PROVIDED ENTRIES Start Marker

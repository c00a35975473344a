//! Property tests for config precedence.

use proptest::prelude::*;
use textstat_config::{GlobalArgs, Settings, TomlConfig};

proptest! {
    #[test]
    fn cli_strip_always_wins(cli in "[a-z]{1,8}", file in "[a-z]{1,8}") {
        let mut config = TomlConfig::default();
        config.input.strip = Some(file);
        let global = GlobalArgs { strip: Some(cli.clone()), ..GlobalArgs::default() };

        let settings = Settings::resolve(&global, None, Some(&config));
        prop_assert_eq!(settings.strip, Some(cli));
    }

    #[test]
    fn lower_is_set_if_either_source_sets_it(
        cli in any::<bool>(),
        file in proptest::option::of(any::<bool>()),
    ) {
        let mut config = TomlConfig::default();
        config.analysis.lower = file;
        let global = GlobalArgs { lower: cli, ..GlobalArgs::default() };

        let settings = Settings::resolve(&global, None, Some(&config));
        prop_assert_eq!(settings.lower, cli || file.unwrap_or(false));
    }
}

PROVIDED ENTRIES End Marker
PROVIDED ENTRIES Start Marker

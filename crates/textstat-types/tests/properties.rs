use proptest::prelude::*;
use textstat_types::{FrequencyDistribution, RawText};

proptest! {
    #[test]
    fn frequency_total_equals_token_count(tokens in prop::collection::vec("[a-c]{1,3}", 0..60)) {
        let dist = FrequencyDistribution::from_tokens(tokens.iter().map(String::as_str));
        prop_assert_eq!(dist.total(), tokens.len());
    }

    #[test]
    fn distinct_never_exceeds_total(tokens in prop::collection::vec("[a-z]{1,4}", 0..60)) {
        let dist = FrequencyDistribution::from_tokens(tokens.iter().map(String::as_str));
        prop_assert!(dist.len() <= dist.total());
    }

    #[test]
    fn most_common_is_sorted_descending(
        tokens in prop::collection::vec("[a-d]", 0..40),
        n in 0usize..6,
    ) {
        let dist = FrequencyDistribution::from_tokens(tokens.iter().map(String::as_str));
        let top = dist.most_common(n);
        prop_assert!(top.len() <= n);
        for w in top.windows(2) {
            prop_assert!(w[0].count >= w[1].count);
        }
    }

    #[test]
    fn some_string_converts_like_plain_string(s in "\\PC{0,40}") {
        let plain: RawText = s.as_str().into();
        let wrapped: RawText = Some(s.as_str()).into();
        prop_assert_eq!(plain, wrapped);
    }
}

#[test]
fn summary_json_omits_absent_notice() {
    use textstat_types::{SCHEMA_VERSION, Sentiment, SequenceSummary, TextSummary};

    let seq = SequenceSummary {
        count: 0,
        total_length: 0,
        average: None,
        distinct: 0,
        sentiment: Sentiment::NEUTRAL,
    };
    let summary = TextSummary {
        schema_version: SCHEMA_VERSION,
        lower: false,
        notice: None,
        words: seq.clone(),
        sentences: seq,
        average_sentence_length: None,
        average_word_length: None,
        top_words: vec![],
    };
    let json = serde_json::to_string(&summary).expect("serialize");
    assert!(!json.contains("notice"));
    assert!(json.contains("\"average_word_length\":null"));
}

PROVIDED ENTRIES End Marker

## EXERCISE DIRECTIONS
All lines above with the word "GlobalArgs" need to be reported.

## ANSWER SECTION
use textstat_config::{GlobalArgs, Settings, TomlConfig};
        let global = GlobalArgs { strip: Some(cli.clone()), ..GlobalArgs::default() };
        let global = GlobalArgs { lower: cli, ..GlobalArgs::default() };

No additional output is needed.